Reviewed by Mark G. NIXON, Fordham University, Bronx, NY 10458

This is the second of two books (the first was on Corinth) that Murphy-O’Connor has written as guides to cities that were significant in St. Paul’s missionary career. Each book is a useful compendium of classical texts with references to the title city and an interpretive analysis of how these texts and recent archaeological research shed light on developments in the Christian community during Paul’s time. The texts, which constitute Part 1 of each book, cover a range of topics, including geographical descriptions of the cities and their environs, records of historical events that occurred there, comments on how the people lived, and physical descriptions of the buildings and places in the city. The archaeological research that the books draw on is very current as befits their author, a leading scholar on Paul and himself an active participant in much of the archaeological analysis.

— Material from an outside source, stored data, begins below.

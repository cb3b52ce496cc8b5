use std::fmt::{self, Display, Formatter};

use serde::ser::{Serialize, SerializeMap, Serializer};

use crate::parser::{ParseError, Symbol};

/// A node of the concrete syntax tree, it owns its children.
#[derive(Clone, Debug, PartialEq, Eq)]
pub struct ParseNode {
    pub symbol: Symbol,
    pub children: Vec<ParseNode>,
}

impl ParseNode {
    pub fn new(symbol: Symbol, children: Vec<ParseNode>) -> Self {
        ParseNode { symbol, children }
    }

    pub fn leaf(symbol: Symbol) -> Self {
        ParseNode { symbol, children: Vec::new() }
    }

    pub fn is_leaf(&self) -> bool {
        self.children.is_empty()
    }

    /// Leaf symbols from left to right.
    pub fn leaves(&self) -> Vec<&Symbol> {
        let mut res = Vec::new();
        let mut stack = vec![self];
        while let Some(node) = stack.pop() {
            if node.is_leaf() {
                res.push(&node.symbol);
            }
            stack.extend(node.children.iter().rev());
        }
        res
    }

    fn fmt_indented(&self, f: &mut Formatter<'_>, depth: usize) -> fmt::Result {
        writeln!(f, "{:indent$}{}", "", self.symbol, indent = depth * 2)?;
        for child in self.children.iter() {
            child.fmt_indented(f, depth + 1)?;
        }
        Ok(())
    }
}

impl Display for ParseNode {
    fn fmt(&self, f: &mut Formatter<'_>) -> fmt::Result {
        self.fmt_indented(f, 0)
    }
}

/// Serialized as `{ name: [children...] }`, a leaf is `{ name: [] }`.
///
/// Only the name is kept: a terminal and a non-terminal named alike map to the same key, use
/// `Display` when the kind matters.
impl Serialize for ParseNode {
    fn serialize<S: Serializer>(&self, serializer: S) -> Result<S::Ok, S::Error> {
        let mut map = serializer.serialize_map(Some(1))?;
        map.serialize_entry(self.symbol.name(), &self.children)?;
        map.end()
    }
}

/// Builds the tree while the parser shifts and reduces.
///
/// Every node that is not yet attached to a parent is either the active node (the last one
/// created) or in the node stack, so the count of pending nodes follows the parser state stack
/// (one less, the start state has no node).
#[derive(Clone, Debug, Default)]
pub struct TreeBuilder {
    node_stack: Vec<ParseNode>,
    active_node: Option<ParseNode>,
}

impl TreeBuilder {
    pub fn new() -> Self {
        TreeBuilder::default()
    }

    /// A terminal was shifted, it becomes the new active leaf.
    pub fn shift(&mut self, symbol: Symbol) {
        if let Some(node) = self.active_node.take() {
            self.node_stack.push(node);
        }
        self.active_node = Some(ParseNode::leaf(symbol));
    }

    /// The last `count` pending nodes become the children of a new `label` node.
    pub fn reduce(&mut self, label: Symbol, count: usize) -> Result<(), ParseError> {
        if count == 0 || self.active_node.is_none() || self.node_stack.len() < count - 1 {
            return Err(ParseError::TreeUnderflow { label, count });
        }

        let split = self.node_stack.len() - (count - 1);
        let mut children = self.node_stack.split_off(split);
        children.extend(self.active_node.take());

        self.active_node = Some(ParseNode::new(label, children));
        Ok(())
    }

    /// Count of nodes waiting for a parent (active node included).
    pub fn depth(&self) -> usize {
        self.node_stack.len() + self.active_node.is_some() as usize
    }

    pub fn active_node(&self) -> Option<&ParseNode> {
        self.active_node.as_ref()
    }

    pub fn finish(self) -> Option<ParseNode> {
        self.active_node
    }
}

The sub-title of the Ephesus volume, however, doesn’t capture the book’s scope and focus as closely as the same sub-title did for the Corinth volume. For Corinth, both the texts and the archaeology were more central to the analysis of such phenomena as Paul’s tent-making occupation, temple banquets and the issue of meat sacrificed to idols, and the structures of house churches as a clue to the issues surrounding the celebration of Eucharist in Corinth. In Ephesus, the connection of texts and archaeology to the analytical topics that Murphy-O’Connor treats is not as tight. Part 2, the book’s analytical section, contains two chapters. Chapter one draws on the texts and archaeological evidence to describe a brief walking tour of Ephesus as Paul might have taken, but Murphy-O’Connor himself points to the lack of a single coherent ancient source to support these observations for Ephesus in the way that Pausanias’ Description of Greece did in the Corinth volume. As a practical matter, I found this chapter in Ephesus a dry read and the maps small and difficult to connect with the narrative. Part 2, chapter two, the book’s major focus, is a vivid historical reconstruction of how Paul used Ephesus as a base for his missionary activity between 51 and 54 C.E.; but again this relies largely on the New Testament accounts in Acts and Paul’s letters with only occasional references to the twenty-six texts in Part 1.

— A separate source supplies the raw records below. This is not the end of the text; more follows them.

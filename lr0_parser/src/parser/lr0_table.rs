use std::collections::{BTreeSet, HashMap};
use std::fmt::{self, Display, Formatter};

use crate::parser::{Grammar, Rule, Symbol};

pub type StateId = u32;

/// A state of the LR(0) automaton: every rule position reachable without reading more input.
/// The rules are kept in a `BTreeSet` so that two states with the same rules are equal and hash
/// the same, whatever order the rules were found in.
#[derive(Clone, Debug, PartialEq, Eq, Hash, PartialOrd, Ord, Default)]
pub struct State(BTreeSet<Rule>);

impl State {
    pub fn rules(&self) -> std::collections::btree_set::Iter<Rule> {
        self.0.iter()
    }

    pub fn contains(&self, rule: &Rule) -> bool {
        self.0.contains(rule)
    }

    pub fn len(&self) -> usize {
        self.0.len()
    }

    pub fn is_empty(&self) -> bool {
        self.0.is_empty()
    }

    /// The first fully matched rule (in rule order), if any.
    pub fn reducible_rule(&self) -> Option<&Rule> {
        self.0.iter().find(|x| x.is_reducible())
    }

    /// Distinct symbols found right after a dot, in symbol order.
    pub fn active_symbols(&self) -> BTreeSet<&Symbol> {
        self.0.iter().filter_map(|x| x.active_symbol()).collect()
    }
}

impl Display for State {
    fn fmt(&self, f: &mut Formatter<'_>) -> fmt::Result {
        for rule in self.0.iter() {
            writeln!(f, "  {}", rule)?;
        }
        Ok(())
    }
}

/// What a reducible state does once it is reached through `trigger`: pop `len` states and
/// replace them with `key`.
#[derive(Clone, Debug, PartialEq, Eq, Hash)]
pub struct Reduction {
    pub trigger: Symbol,
    pub key: Symbol,
    pub len: usize,
}

/// Sparse shift and reduce tables of an LR(0) automaton.
///
/// The tables are never modified after construction, a single table can serve any number of
/// parses (even from different threads).
#[derive(Clone, Debug, PartialEq, Eq)]
pub struct Lr0Table {
    start: Symbol,
    state_count: u32,
    shift_table: HashMap<StateId, HashMap<Symbol, StateId>>,
    reduce_table: HashMap<StateId, Reduction>,
}

impl Lr0Table {
    pub fn new(grammar: &Grammar) -> Self {
        Lr0Automaton::build(grammar).table
    }

    pub fn from_raw(
        start: Symbol,
        state_count: u32,
        shifts: Vec<(StateId, Symbol, StateId)>,
        reductions: Vec<(StateId, Reduction)>,
    ) -> Self {
        let mut shift_table: HashMap<StateId, HashMap<Symbol, StateId>> = HashMap::new();
        for (from, symbol, to) in shifts {
            shift_table.entry(from).or_default().insert(symbol, to);
        }
        Lr0Table {
            start,
            state_count,
            shift_table,
            reduce_table: reductions.into_iter().collect(),
        }
    }

    #[cfg(feature = "codegen")]
    pub fn to_raw_code(&self) -> proc_macro2::TokenStream {
        use quote::quote;

        let start = self.start.to_raw_code();
        let state_count = self.state_count;

        let shifts = self.shift_edges().into_iter().map(|(from, symbol, to)| {
            let symbol = symbol.to_raw_code();
            quote! { (#from, #symbol, #to) }
        });

        let reductions = self.reductions().into_iter().map(|(state, reduction)| {
            let trigger = reduction.trigger.to_raw_code();
            let key = reduction.key.to_raw_code();
            let len = reduction.len;
            quote! {
                (#state, ::lr0_parser::parser::Reduction { trigger: #trigger, key: #key, len: #len })
            }
        });

        quote! {
            ::lr0_parser::parser::Lr0Table::from_raw(
                #start,
                #state_count,
                vec![#(#shifts), *],
                vec![#(#reductions), *]
            )
        }
    }

    pub fn start_symbol(&self) -> &Symbol {
        &self.start
    }

    pub fn state_count(&self) -> u32 {
        self.state_count
    }

    pub fn shift(&self, state: StateId, symbol: &Symbol) -> Option<StateId> {
        self.shift_table.get(&state)
            .and_then(|x| x.get(symbol))
            .copied()
    }

    /// The reduction to apply in `state` when `symbol` was the last symbol shifted into it.
    pub fn reduction(&self, state: StateId, symbol: &Symbol) -> Option<&Reduction> {
        self.reduce_table.get(&state)
            .filter(|x| x.trigger == *symbol)
    }

    pub fn reduce_entry(&self, state: StateId) -> Option<&Reduction> {
        self.reduce_table.get(&state)
    }

    pub fn has_shifts(&self, state: StateId) -> bool {
        self.shift_table.get(&state).map_or(false, |x| !x.is_empty())
    }

    /// Every shift transition, sorted by origin state then symbol.
    pub fn shift_edges(&self) -> Vec<(StateId, &Symbol, StateId)> {
        let mut res: Vec<_> = self.shift_table.iter()
            .flat_map(|(from, row)| row.iter().map(move |(symbol, to)| (*from, symbol, *to)))
            .collect();
        res.sort();
        res
    }

    /// Every reduce entry, sorted by state.
    pub fn reductions(&self) -> Vec<(StateId, &Reduction)> {
        let mut res: Vec<_> = self.reduce_table.iter()
            .map(|(state, reduction)| (*state, reduction))
            .collect();
        res.sort_by_key(|x| x.0);
        res
    }
}

impl Display for Lr0Table {
    fn fmt(&self, f: &mut Formatter<'_>) -> fmt::Result {
        writeln!(f, "Start: {}", self.start)?;
        writeln!(f, "States: {}", self.state_count)?;
        writeln!(f, "Shift:")?;
        for (from, symbol, to) in self.shift_edges() {
            writeln!(f, "{:<3} {:10} -> {}", from, symbol.to_string(), to)?;
        }
        writeln!(f, "Reduce:")?;
        for (state, reduction) in self.reductions() {
            writeln!(f, "{:<3} {:10} => {} ({})", state, reduction.trigger.to_string(), reduction.key, reduction.len)?;
        }
        Ok(())
    }
}

/// The canonical collection of LR(0) states together with the tables built from it.
/// `states[id]` is the rule set of state `id`.
#[derive(Clone, Debug)]
pub struct Lr0Automaton {
    pub states: Vec<State>,
    pub table: Lr0Table,
}

impl Lr0Automaton {
    pub fn build(grammar: &Grammar) -> Self {
        let mut data = DfaBuildData {
            grammar,
            state_to_index: HashMap::new(),
            states: Vec::new(),
            shift_table: HashMap::new(),
            reduce_table: HashMap::new(),
        };
        data.build_dfa();
        log::debug!("LR(0) automaton built: {} states", data.states.len());

        let table = Lr0Table {
            start: grammar.start().clone(),
            state_count: data.states.len() as u32,
            shift_table: data.shift_table,
            reduce_table: data.reduce_table,
        };
        Lr0Automaton {
            states: data.states,
            table,
        }
    }
}

impl Display for Lr0Automaton {
    fn fmt(&self, f: &mut Formatter<'_>) -> fmt::Result {
        for (id, state) in self.states.iter().enumerate() {
            writeln!(f, "State {}", id)?;
            write!(f, "{}", state)?;
        }
        write!(f, "{}", self.table)
    }
}

struct DfaBuildData<'a> {
    grammar: &'a Grammar,
    state_to_index: HashMap<State, StateId>,
    states: Vec<State>,
    shift_table: HashMap<StateId, HashMap<Symbol, StateId>>,
    reduce_table: HashMap<StateId, Reduction>,
}

impl<'a> DfaBuildData<'a> {
    /// Adds to `into` every rule that `symbol` can start with, dot at position 0.
    /// `path` holds the symbols being expanded by the callers, a symbol on it has its rules
    /// added already and is not expanded again (this is what stops left recursion).
    fn symbol_closure<'s>(&'s self, symbol: &'s Symbol, path: &mut Vec<&'s Symbol>, into: &mut BTreeSet<Rule>) {
        if symbol.is_terminal() {
            return;
        }
        path.push(symbol);
        for rule in self.grammar.rules_for(symbol) {
            into.insert(rule.clone());
            if let Some(first) = rule.items().first() {
                if !path.contains(&first) {
                    self.symbol_closure(first, path, into);
                }
            }
        }
        path.pop();
    }

    /// Closes a set of rules: adds the closure of every active non-terminal.
    fn closure(&self, kernel: BTreeSet<Rule>) -> State {
        let mut rules = kernel.clone();
        for rule in kernel.iter() {
            if let Some(symbol) = rule.active_symbol() {
                self.symbol_closure(symbol, &mut Vec::new(), &mut rules);
            }
        }
        State(rules)
    }

    /// The state reached from `from` after reading `symbol`, empty when `from` cannot read it.
    fn goto(&self, from: &State, symbol: &Symbol) -> State {
        let kernel: BTreeSet<Rule> = from.rules()
            .filter(|x| x.active_symbol() == Some(symbol))
            .filter_map(|x| x.advance())
            .collect();
        self.closure(kernel)
    }

    fn create_state(&mut self, set: State, trigger: Option<&Symbol>) -> StateId {
        let new_id = self.states.len() as StateId;
        log::debug!("State {} discovered", new_id);

        if let (Some(trigger), Some(rule)) = (trigger, set.reducible_rule()) {
            // Reduce always wins: the state is not explored for shifts.
            if set.rules().filter(|x| x.is_reducible()).count() > 1 {
                log::warn!("State {} can reduce more than one rule, choosing {}", new_id, rule);
            }
            if set.rules().any(|x| !x.is_reducible()) {
                log::debug!("State {} could also shift, reducing {} instead", new_id, rule);
            }
            self.reduce_table.insert(new_id, Reduction {
                trigger: trigger.clone(),
                key: rule.key().clone(),
                len: rule.len(),
            });
        }

        self.state_to_index.insert(set.clone(), new_id);
        self.states.push(set);
        new_id
    }

    fn build_dfa(&mut self) {
        self.states.clear();
        self.state_to_index.clear();

        let mut root_set = BTreeSet::new();
        self.symbol_closure(self.grammar.start(), &mut Vec::new(), &mut root_set);
        self.create_state(State(root_set), None);

        // States are explored in discovery order, every state is registered (and so has its id)
        // before any of its transitions is computed.
        let mut next_index = 0usize;
        while next_index < self.states.len() {
            let from = next_index as StateId;
            next_index += 1;

            if self.reduce_table.contains_key(&from) {
                continue;
            }

            let transitions: Vec<(Symbol, State)> = {
                let state = &self.states[from as usize];
                state.active_symbols().into_iter()
                    .map(|symbol| (symbol.clone(), self.goto(state, symbol)))
                    .collect()
            };

            for (symbol, new_state) in transitions {
                if new_state.is_empty() {
                    continue;
                }
                let to = match self.state_to_index.get(&new_state) {
                    Some(x) => *x,
                    None => self.create_state(new_state, Some(&symbol)),
                };
                log::trace!("{} + {} = {}", from, symbol, to);
                self.shift_table.entry(from).or_default().insert(symbol, to);
            }
        }
    }
}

Although the linkages between Part 1 and Part 2 of Ephesus may not be as strong as in the Corinth volume, Murphy-O’Connor’s reconstruction of Paul’s three crucial years in Ephesus is still an exciting and valuable presentation. Murphy-O’Connor is a fine story teller and he builds a strongly contextualized and plausible account of how Paul would have operated, starting with Paul’s missionary strategy of penetrating new territory by sending business people as representatives to lay the groundwork (e.g., Prisca and Aquila in Ephesus, Lydia in Philippi, Epaphras in Colossae), through Paul’s controversial relations with and letters to Corinth, Galatia, and Colossae, and finally to Paul’s own decision to leave Ephesus because of his diminished effectiveness there. The analysis is well argued and full of insights into a wide variety of interpretive and historical issues, not the least of which is how Paul developed the concept of the Christian community as “body” (Gal 3:28, 1 Cor 12, Col 1:18) and how he rephrased the hymns in Phil 2:6-11 and Col 1:15-20 to avoid what he viewed as theologically incorrect tendencies in the original versions that, according to Murphy-O’Connor’s exegesis, the communities in Philippi and Colossae brought to him.

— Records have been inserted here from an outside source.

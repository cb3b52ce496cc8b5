use crate::parser::{Grammar, GrammarError, Lr0Table, ParseError, ParseNode, StateId, Symbol, TreeBuilder};

#[derive(Copy, Clone, Debug, PartialEq, Eq)]
pub enum Step {
    Shifted,
    /// The start state was reached with the start symbol: the whole input was reduced.
    Accept,
}

/// Runs a single parse over a shared table.
///
/// A driver owns its state stack and its tree, the table is only read. Use a new driver for
/// every input.
pub struct Driver<'t> {
    table: &'t Lr0Table,
    stack: Vec<StateId>,
    current: Option<Symbol>,
    tree: TreeBuilder,
}

impl<'t> Driver<'t> {
    pub fn new(table: &'t Lr0Table) -> Self {
        Driver {
            table,
            stack: vec![0],
            current: None,
            tree: TreeBuilder::new(),
        }
    }

    fn top_state(&self) -> StateId {
        self.stack.last().copied().unwrap_or(0)
    }

    pub fn stack(&self) -> &[StateId] {
        &self.stack
    }

    pub fn tree(&self) -> &TreeBuilder {
        &self.tree
    }

    pub fn shift(&mut self) -> Result<Step, ParseError> {
        let state = self.top_state();
        let symbol = match &self.current {
            Some(x) => x,
            None => return Err(ParseError::EmptyInput),
        };

        if state == 0 && symbol == self.table.start_symbol() {
            log::trace!("Accept");
            return Ok(Step::Accept);
        }

        let new_state = match self.table.shift(state, symbol) {
            Some(x) => x,
            None => {
                return Err(ParseError::UnexpectedSymbol {
                    symbol: symbol.clone(),
                    state,
                })
            },
        };
        log::trace!("Shift {} -> {}", symbol, new_state);

        self.stack.push(new_state);
        if symbol.is_terminal() {
            self.tree.shift(symbol.clone());
        }
        debug_assert_eq!(self.tree.depth() + 1, self.stack.len());
        Ok(Step::Shifted)
    }

    /// Applies the reduction of the top state if the current symbol triggers it, returns whether
    /// something was reduced.
    pub fn reduce(&mut self) -> Result<bool, ParseError> {
        let table = self.table;
        let state = self.top_state();
        let reduction = match &self.current {
            Some(symbol) => table.reduction(state, symbol),
            None => None,
        };
        let reduction = match reduction {
            Some(x) => x,
            None => return Ok(false),
        };
        log::trace!("Reduce {} ({}) in state {}", reduction.key, reduction.len, state);

        if reduction.len >= self.stack.len() {
            return Err(ParseError::TreeUnderflow {
                label: reduction.key.clone(),
                count: reduction.len,
            });
        }
        self.tree.reduce(reduction.key.clone(), reduction.len)?;
        self.stack.truncate(self.stack.len() - reduction.len);
        self.current = Some(reduction.key.clone());
        Ok(true)
    }

    /// Reads the next input symbol. Non-terminals only come from reductions, never from the input.
    fn read(&mut self, symbol: Symbol) -> Result<(), ParseError> {
        if !symbol.is_terminal() {
            return Err(ParseError::UnexpectedSymbol {
                symbol,
                state: self.top_state(),
            });
        }
        self.current = Some(symbol);
        Ok(())
    }

    /// Parses the whole input. Reductions are tried after every shift and take precedence over
    /// reading the next symbol.
    pub fn run<I>(mut self, input: I) -> Result<ParseNode, ParseError>
        where I: IntoIterator<Item = Symbol> {
        let mut input = input.into_iter();
        match input.next() {
            Some(x) => self.read(x)?,
            None => return Err(ParseError::EmptyInput),
        }

        loop {
            if self.shift()? == Step::Accept {
                break;
            }
            if !self.reduce()? {
                match input.next() {
                    Some(x) => self.read(x)?,
                    None => return Err(ParseError::UnexpectedEnd { state: self.top_state() }),
                }
            }
        }

        if let Some(symbol) = input.next() {
            return Err(ParseError::TrailingInput { symbol });
        }
        let state = self.top_state();
        self.tree.finish().ok_or(ParseError::UnexpectedEnd { state })
    }
}

/// A grammar with its LR(0) tables, ready to parse any number of inputs.
#[derive(Clone, Debug)]
pub struct Lr0Parser {
    grammar: Grammar,
    table: Lr0Table,
}

impl Lr0Parser {
    pub fn new(grammar: Grammar) -> Self {
        let table = Lr0Table::new(&grammar);
        Lr0Parser { grammar, table }
    }

    pub fn from_productions<I>(start: Symbol, productions: I) -> Result<Self, GrammarError>
        where I: IntoIterator<Item = (Symbol, Vec<Symbol>)> {
        Ok(Lr0Parser::new(Grammar::new(start, productions)?))
    }

    /// Uses tables that were built beforehand (for example by `lr0_grammar!`).
    pub fn from_raw(grammar: Grammar, table: Lr0Table) -> Self {
        Lr0Parser { grammar, table }
    }

    pub fn grammar(&self) -> &Grammar {
        &self.grammar
    }

    pub fn table(&self) -> &Lr0Table {
        &self.table
    }

    pub fn parse(&self, input: &[Symbol]) -> Result<ParseNode, ParseError> {
        Driver::new(&self.table).run(input.iter().cloned())
    }
}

Murphy-O’Connor’s narrative of Paul’s ministry is powerful, but the reader should be forewarned that it is frequently speculative. While any attempt at reconstructing an ancient period involves imagination and although Murphy-O’Connor clearly bases his judgments on extensive research and respected scholarship, at times he seems to overstate circumstances for colorful effect. Phrases like “It would be very surprising if…” or “He would have been less than human had he not…” or “We must assume that…” stretch the use of the subjunctive and make conditions that are in fact unknowable seem virtually assured. At times, Murphy-O’Connor comes close to crossing the line from imaginative reconstructive history to popular historical fiction: “Ministry in Ephesus, Paul mused, was going to be very different (p. 200).”

I would recommend the book for anyone interested in obtaining a strong, visceral sense of ancient Ephesus, of the critical role that Paul’s time there played in the development of the Church, and of the social context and circumstances in which Paul wrote most of his letters. In particular, chapter two of Part 2 would be a useful addition to the syllabus for an upper-level undergraduate course on Paul, or as collateral reading for a similar introductory graduate course. Part 1 is helpful in establishing a general context for Part 2, but will be of greatest value as a starting reference for more specialized studies.